# Do UK employer-funded pensions need to be reported on the US FBAR?



## Sykes (Feb 25, 2021)

Hello. So I think I understand Form 8938, but I'm really confused about the FBAR.

The official IRS FBAR Reference Guide states the following:

The following persons are excepted from the FBAR filing requirement:

Participants in and Beneficiaries of Tax-Qualified Retirement Plans. A participant in or beneficiary of a retirement plan described in Internal Revenue Code § 401(a), 403(a), or 403(b) is not required to report a foreign financial account held by or on behalf of the retirement plan.

So if a British expat has relocated to live and work in the US (as a "US person") but they have a dormant employer pension from their former employment before their relocation. When the value of that pension (based on annual pension statements) reaches $10,000 or more, are they then required to report the pension on the FBAR? (assuming no other foreign accounts)

I tried to research this online but a lot of the information seems to be written by tax attorneys and accountants (who may have a slight bias given the nature of their tax business).

So I was just wondering if any expats here happen to definitely know whether such a pension needs to reported annually on the FBAR? I would really this appreciate this. Thanks so much. Cheers!


----------



## Moulard (Feb 3, 2017)

The change that a foreign retirement plan or annuity meeting s.401(a) (trusts), s.403(a) (annuity) or s403.(b) (public school annuity) is next to zero. 
To qualify it must have been created or organized in the United States.
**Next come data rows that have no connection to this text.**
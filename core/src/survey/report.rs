//! Orderings and tables derived from a finished survey.

use super::{BreadthFirstSurvey, Color, DepthFirstSurvey, Survey};
use crate::graph::Vertex;
use std::fmt::Write as _;

/// Finished vertices in the order they were discovered.
pub fn discovery_order<S: Survey + ?Sized>(survey: &S) -> Vec<Vertex> {
    order_by(survey.colors(), survey.discovery_times())
}

/// Finished vertices in the order they were finished.
pub fn finishing_order(survey: &DepthFirstSurvey) -> Vec<Vertex> {
    order_by(survey.colors(), survey.finish_times())
}

fn order_by(colors: &[Color], times: &[Option<usize>]) -> Vec<Vertex> {
    let mut timed: Vec<(usize, Vertex)> = colors
        .iter()
        .zip(times)
        .enumerate()
        .filter(|(_, (color, _))| **color == Color::Black)
        .filter_map(|(vertex, (_, time))| time.map(|t| (t, vertex)))
        .collect();
    timed.sort_unstable();
    timed.into_iter().map(|(_, vertex)| vertex).collect()
}

/// Breadth-first discovery order grouped first by search tree, then by
/// distance from that tree's root.
pub fn level_order(survey: &BreadthFirstSurvey) -> Vec<Vec<Vec<Vertex>>> {
    let mut trees: Vec<Vec<Vec<Vertex>>> = Vec::new();

    for vertex in discovery_order(survey) {
        let Some(distance) = survey.distance(vertex) else {
            continue;
        };

        if distance == 0 {
            trees.push(vec![vec![vertex]]);
            continue;
        }

        let Some(levels) = trees.last_mut() else {
            continue;
        };
        if levels.len() <= distance {
            levels.resize_with(distance + 1, Vec::new);
        }
        levels[distance].push(vertex);
    }

    trees
}

/// Renders `[ ( 0 ) ( 1 2 ) ] [ ( 5 ) ]`: one bracket per tree, one
/// parenthesis per level.
pub fn format_level_order(trees: &[Vec<Vec<Vertex>>]) -> String {
    trees
        .iter()
        .map(|levels| {
            let inner = levels
                .iter()
                .map(|level| format!("( {} )", join_vertices(level)))
                .collect::<Vec<_>>()
                .join(" ");
            format!("[ {} ]", inner)
        })
        .collect::<Vec<_>>()
        .join(" ")
}

pub fn join_vertices(vertices: &[Vertex]) -> String {
    vertices
        .iter()
        .map(Vertex::to_string)
        .collect::<Vec<_>>()
        .join(" ")
}

const COLUMN_WIDTHS: [usize; 5] = [8, 10, 11, 12, 13];

/// The breadth-first survey data table. Unreached entries print their
/// classic sentinel values.
pub fn format_bfs_table(survey: &BreadthFirstSurvey) -> String {
    let rows = (0..survey.vertex_count()).map(|vertex| {
        [
            survey
                .distance(vertex)
                .unwrap_or(survey.infinite_distance())
                .to_string(),
            survey
                .discovery_time(vertex)
                .unwrap_or(survey.infinite_time())
                .to_string(),
        ]
    });
    format_table("bf survey data", ["distance", "dtime"], survey, rows)
}

pub fn format_dfs_table(survey: &DepthFirstSurvey) -> String {
    let rows = (0..survey.vertex_count()).map(|vertex| {
        [
            survey
                .discovery_time(vertex)
                .unwrap_or(survey.infinite_time())
                .to_string(),
            survey
                .finish_time(vertex)
                .unwrap_or(survey.infinite_time())
                .to_string(),
        ]
    });
    format_table("df survey data", ["dtime", "ftime"], survey, rows)
}

fn format_table<S: Survey>(
    title: &str,
    headers: [&str; 2],
    survey: &S,
    rows: impl Iterator<Item = [String; 2]>,
) -> String {
    let [c1, c2, c3, c4, c5] = COLUMN_WIDTHS;
    let mut output = String::new();

    let _ = writeln!(output);
    let _ = writeln!(output, "{:>w$}", title, w = c1 + c2 - 2);
    let _ = writeln!(output, "{:>w$}", "=".repeat(title.len()), w = c1 + c2 - 2);
    let _ = writeln!(
        output,
        "{:>c1$}{:>c2$}{:>c3$}{:>c4$}{:>c5$}",
        "vertex", headers[0], headers[1], "parent", "color"
    );
    let _ = writeln!(
        output,
        "{:>c1$}{:>c2$}{:>c3$}{:>c4$}{:>c5$}",
        "------",
        "-".repeat(headers[0].len()),
        "-".repeat(headers[1].len()),
        "------",
        "-----"
    );

    for (vertex, [first, second]) in rows.enumerate() {
        let parent = survey
            .parent(vertex)
            .map(|p| p.to_string())
            .unwrap_or_else(|| "NULL".to_string());
        let color = survey.color(vertex).map(Color::as_char).unwrap_or('w');
        let _ = writeln!(
            output,
            "{:>c1$}{:>c2$}{:>c3$}{:>c4$}{:>c5$}",
            vertex, first, second, parent, color
        );
    }

    output
}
So to cut a long story short, it will be reportable on the FBAR and potentially Form 8398


----------



## Sykes (Feb 25, 2021)

Moulard said:


> The change that a foreign retirement plan or annuity meeting s.401(a) (trusts), s.403(a) (annuity) or s403.(b) (public school annuity) is next to zero.
> To qualify it must have been created or organized in the United States.
> 
> So to cut a long story short, it will be reportable on the FBAR and potentially Form 8398


Hello. Thank you for taking the time to respond. I'll make sure to report my pension on the FBAR.
So despite the UK-US tax treaty, the US doesn't consider these deferred-income UK pension plans to be IRS-qualified retirement plans? (for FBAR filing purposes)
It just feels like an unnecessary yearly overhead, but okay if it needs to be reported then so be it. I just hope it's okay to report the December 31st year-end pension value from the annual statements (converted to dollars based on the IRS foreign exchange rate) because otherwise I would have no clue how to find out the maximum value for the year.
Thanks again!


----------



## Moulard (Feb 3, 2017)

The FBAR is a FinCen form not a tax form its an anti-money laundering form covered by Title 31 not Title 26 (the IRC)

From an FBAR perspective, if you get regular statements you can use the maximum value from one of those statements. If not you can report it as Maximum account value unknown

The tax treatment is different, and, as you rightly state will depend on the UK-US tax treaty. I am not really familiar with the UK treaty. I understand that it has far more generous pension clauses than most, but I doubt that the treaty would recharacterise them as US qualified. You should read the treaty being mindful of the savings clause that would otherwise allow the US to tax its citizens as if the treaty were not in effect.


----------



## 255 (Sep 8, 2018)

Sykes -- The quote about "Tax Qualified Retirement Plans" does not apply to your foreign pension. These are all special U.S. retirement plans that are generally tax deferred until retirement. The quote refers to "foreign financial accounts" held in the name of these plans. Cheers, 255


----------



## Sean-The Cloud Expat (Feb 28, 2021)

When in doubt, regarding Foreign interests, always report it!


----------



## Nononymous (Jul 12, 2011)

Sean-The Cloud Expat said:


> When in doubt, regarding Foreign interests, always report it!


I wouldn't make a blanket statement here. It depends on one's approach to compliance. Foreign investment accounts can be a huge reporting burden if considered trusts or PFICs, with potential US taxes owing. They may also not be subject to FATCA reporting, depending on the terms of each country's IGA. Choosing not to report them may be the smarter choice for anyone not wanting to be fully compliant.


----------